=== Problem description ===
Examine the entries below, count the lines holding the string "final", and respond with the number only.
──────── Material supplied ────────
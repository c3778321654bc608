use std::ops::Add;

/// A 2D point in logical pixel coordinates.
#[derive(Debug, Clone, Copy, PartialEq, Default)]
pub struct Point {
    /// X coordinate.
    pub x: f32,
    /// Y coordinate.
    pub y: f32,
}

impl Point {
    /// Construct a new point.
    pub fn new(x: f32, y: f32) -> Self {
        Self { x, y }
    }

    /// Return the origin point.
    pub fn zero() -> Self {
        Self { x: 0.0, y: 0.0 }
    }

    /// Return true when both coordinates are zero.
    pub fn is_zero(&self) -> bool {
        self.x == 0.0 && self.y == 0.0
    }
}

impl Add for Point {
    type Output = Self;

    fn add(self, other: Self) -> Self {
        Self {
            x: self.x + other.x,
            y: self.y + other.y,
        }
    }
}

impl From<(f32, f32)> for Point {
    #[inline]
    fn from(v: (f32, f32)) -> Self {
        Self { x: v.0, y: v.1 }
    }
}
/// The alignment that applies along an axis.
fn alignment(l: &Layout, axis: Axis) -> Align {
    match axis {
        Axis::Horizontal => match l.align_x {
            AlignX::Left => Align::Lead,
            AlignX::Right => Align::Trail,
            AlignX::Center => Align::Center,
        },
        Axis::Vertical => match l.align_y {
            AlignY::Top => Align::Lead,
            AlignY::Bottom => Align::Trail,
            AlignY::Center => Align::Center,
        },
    }
}

/// How a fill child's size contributes to a parent-side sum.
#[derive(Debug, Clone, Copy, PartialEq, Eq)]
enum FillSize {
    /// Contribute the fill child's minimum (fit pass).
    Min,
    /// Contribute nothing (fill-pass budget computation).
    Zero,
    /// Contribute the resolved rectangle (position pass).
    Resolved,
}

/// Size and margins of the `index`-th child of `parent` along `axis`.
fn child_metrics(
    pool: &Pool,
    parent: ElementId,
    index: usize,
    axis: Axis,
    fill: FillSize,
) -> Option<(ElementId, f32, f32, f32)> {
    let cid = pool.get(parent)?.child_at(index)?;
    let child = pool.get(cid)?;
    let ax = axis_policy(&child.layout, axis);
    let size = if ax.sizing == Sizing::Fill {
        match fill {
            FillSize::Min => ax.min,
            FillSize::Zero => 0.0,
            FillSize::Resolved => axis.size(&child.rect),
        }
    } else {
        axis.size(&child.rect)
    };
    let (m_lead, m_trail) = margin(&child.layout, axis);
    Some((cid, size, m_lead, m_trail))
}

/// Run all three passes over the tree rooted at `root`.
pub(crate) fn solve(pool: &mut Pool, scratch: &mut Children, root: ElementId) -> Result<()> {
    fit_pass(pool, root);
    fill_pass(pool, scratch, root)?;
    position_pass(pool, root);
    Ok(())
}

/// Pass 1: post-order fit-sizing. Children are resolved before the parent so
/// a fit parent can sum settled child sizes.
fn fit_pass(pool: &mut Pool, id: ElementId) {
    let n = pool.get(id).map_or(0, Element::child_count);
    for i in 0..n {
        if let Some(child) = pool.get(id).and_then(|el| el.child_at(i)) {
            fit_pass(pool, child);
        }
    }
    for axis in AXES {
        let Some(el) = pool.get(id) else { return };
        let ax = axis_policy(&el.layout, axis);
        match ax.sizing {
            // Fixed setters pin min == max, so min is the size.
            Sizing::Fixed => {
                if let Some(el) = pool.get_mut(id) {
                    axis.set_size(&mut el.rect, ax.min);
                }
            }
            // Resolved by the fill pass from the parent's final size.
            Sizing::Fill => {}
            Sizing::Fit => fit_axis(pool, id, axis),
        }
    }
}

/// Resolve one fit axis from the element's children and padding.
fn fit_axis(pool: &mut Pool, id: ElementId, axis: Axis) {
    let Some(el) = pool.get(id) else { return };
    let lay = el.layout;
    let n = el.child_count();
    let (pad_lead, pad_trail) = padding(&lay, axis);

    let total = if n == 0 {
        pad_lead + pad_trail
    } else if is_main(lay.direction, axis) {
        // Sum of child sizes plus collapsed spacing: between children the
        // larger of trailing margin, leading margin, and gap; at the edges
        // the larger of padding and the outer margin.
        let mut total = 0.0;
        let mut prev: Option<f32> = None;
        for i in 0..n {
            let Some((_, size, m_lead, m_trail)) = child_metrics(pool, id, i, axis, FillSize::Min)
            else {
                continue;
            };
            let space = match prev {
                None => pad_lead.max(m_lead),
                Some(p) => p.max(m_lead).max(lay.child_gap),
            };
            total += space + size;
            prev = Some(m_trail);
        }
        total + prev.map_or(pad_trail, |p| pad_trail.max(p))
    } else {
        // Cross-axis siblings overlap the same span, so the fit size is the
        // widest child extent, not a sum.
        let mut widest = 0.0f32;
        for i in 0..n {
            let Some((_, size, m_lead, m_trail)) = child_metrics(pool, id, i, axis, FillSize::Min)
            else {
                continue;
            };
            let extent = size + pad_lead.max(m_lead) + pad_trail.max(m_trail);
            widest = widest.max(extent);
        }
        widest
    };

    if let Some(el) = pool.get_mut(id) {
        axis.set_size(&mut el.rect, total);
    }
}

/// Pass 2: pre-order fill-distribution. A parent's size is final before its
/// children distribute, so recursion happens after both axes are done.
fn fill_pass(pool: &mut Pool, scratch: &mut Children, id: ElementId) -> Result<()> {
    let n = pool.get(id).map_or(0, Element::child_count);
    if n > 0 {
        for axis in AXES {
            let Some(el) = pool.get(id) else { return Ok(()) };
            if is_main(el.layout.direction, axis) {
                fill_main(pool, scratch, id, axis)?;
            } else {
                fill_cross(pool, id, axis);
            }
        }
    }
    for i in 0..n {
        if let Some(child) = pool.get(id).and_then(|el| el.child_at(i)) {
            fill_pass(pool, scratch, child)?;
        }
    }
    Ok(())
}

/// Fill children on the cross axis span the parent's full content extent,
/// clamped to their own bounds.
fn fill_cross(pool: &mut Pool, id: ElementId, axis: Axis) {
    let Some(el) = pool.get(id) else { return };
    let lay = el.layout;
    let own = axis.size(&el.rect);
    let n = el.child_count();
    let (pad_lead, pad_trail) = padding(&lay, axis);

    for i in 0..n {
        let Some(cid) = pool.get(id).and_then(|el| el.child_at(i)) else {
            continue;
        };
        let Some(child) = pool.get(cid) else { continue };
        let ax = axis_policy(&child.layout, axis);
        if ax.sizing != Sizing::Fill {
            continue;
        }
        let (m_lead, m_trail) = margin(&child.layout, axis);
        let size = ax.clamp(own - pad_lead.max(m_lead) - pad_trail.max(m_trail));
        if let Some(child) = pool.get_mut(cid) {
            axis.set_size(&mut child.rect, size);
        }
    }
}

/// Fill children on the main axis share the parent's leftover space by
/// weight, iterating clamped children out of the working set until the
/// distribution reaches a fixed point.
fn fill_main(pool: &mut Pool, scratch: &mut Children, id: ElementId, axis: Axis) -> Result<()> {
    let Some(el) = pool.get(id) else { return Ok(()) };
    let lay = el.layout;
    let own = axis.size(&el.rect);
    let n = el.child_count();
    let (pad_lead, pad_trail) = padding(&lay, axis);

    // Space already spoken for: settled fixed/fit sizes plus all collapsed
    // spacing. Fill children hold their slots but contribute no size yet.
    let mut used = 0.0;
    let mut prev: Option<f32> = None;
    for i in 0..n {
        let Some((_, size, m_lead, m_trail)) = child_metrics(pool, id, i, axis, FillSize::Zero)
        else {
            continue;
        };
        let space = match prev {
            None => pad_lead.max(m_lead),
            Some(p) => p.max(m_lead).max(lay.child_gap),
        };
        used += space + size;
        prev = Some(m_trail);
    }
    used += prev.map_or(pad_lead + pad_trail, |p| pad_trail.max(p));
    let mut available = own - used;

    // Build the working set. Non-positive weights are pinned to their
    // minimum immediately and consume budget without distributing.
    scratch.clear();
    let mut total_weight = 0.0;
    for i in 0..n {
        let Some(cid) = pool.get(id).and_then(|el| el.child_at(i)) else {
            continue;
        };
        let Some(child) = pool.get(cid) else { continue };
        let ax = axis_policy(&child.layout, axis);
        if ax.sizing != Sizing::Fill {
            continue;
        }
        if ax.weight <= 0.0 {
            if let Some(child) = pool.get_mut(cid) {
                axis.set_size(&mut child.rect, ax.min);
            }
            available -= ax.min;
        } else {
            total_weight += ax.weight;
            scratch.push(cid)?;
        }
    }

    // Fixed-point sweeps: every pending child is written its proposal; a
    // child whose proposal violates a bound is locked at the bound, leaves
    // the set, and the remaining budget is redistributed. A negative budget
    // stops the loop with last-written sizes, which may sit below a stated
    // minimum; that over-constrained case is accepted, not corrected.
    while !scratch.is_empty() && available >= 0.0 && total_weight > 0.0 {
        let mut removed = false;
        let mut i = 0;
        while i < scratch.len() {
            let Some(cid) = scratch.get(i) else { break };
            let Some(child) = pool.get(cid) else {
                scratch.swap_remove(i);
                continue;
            };
            let ax = axis_policy(&child.layout, axis);
            let proposed = available * ax.weight / total_weight;
            let clamped = ax.clamp(proposed);
            if let Some(child) = pool.get_mut(cid) {
                axis.set_size(&mut child.rect, clamped);
            }
            if clamped == proposed {
                i += 1;
            } else {
                available -= clamped;
                total_weight -= ax.weight;
                scratch.swap_remove(i);
                removed = true;
                if available < 0.0 {
                    break;
                }
            }
        }
        if !removed {
            break;
        }
    }
    Ok(())
}

/// Pass 3: pre-order positioning. A parent's coordinates are absolute by
/// the time its children are placed.
fn position_pass(pool: &mut Pool, id: ElementId) {
    for axis in AXES {
        let Some(el) = pool.get(id) else { return };
        if is_main(el.layout.direction, axis) {
            position_main(pool, id, axis);
        } else {
            position_cross(pool, id, axis);
        }
    }
    let n = pool.get(id).map_or(0, Element::child_count);
    for i in 0..n {
        if let Some(child) = pool.get(id).and_then(|el| el.child_at(i)) {
            position_pass(pool, child);
        }
    }
}

/// Place children independently along the cross axis by alignment.
fn position_cross(pool: &mut Pool, id: ElementId, axis: Axis) {
    let Some(el) = pool.get(id) else { return };
    let lay = el.layout;
    let base = axis.pos(&el.rect);
    let own = axis.size(&el.rect);
    let n = el.child_count();
    let (pad_lead, pad_trail) = padding(&lay, axis);

    for i in 0..n {
        let Some((cid, size, m_lead, m_trail)) =
            child_metrics(pool, id, i, axis, FillSize::Resolved)
        else {
            continue;
        };
        let lead_space = pad_lead.max(m_lead);
        let trail_space = pad_trail.max(m_trail);
        let offset = match alignment(&lay, axis) {
            Align::Lead => lead_space,
            Align::Trail => own - size - trail_space,
            Align::Center => {
                // Centering never intrudes into an edge inset; a violated
                // edge wins and the child sits flush against it.
                let mut off = (own - size) / 2.0;
                if off < lead_space {
                    off = lead_space;
                } else if own - off - size < trail_space {
                    off = own - size - trail_space;
                }
                off
            }
        };
        if let Some(child) = pool.get_mut(cid) {
            axis.set_pos(&mut child.rect, base + offset);
        }
    }
}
────────
=== Exercise output ===
2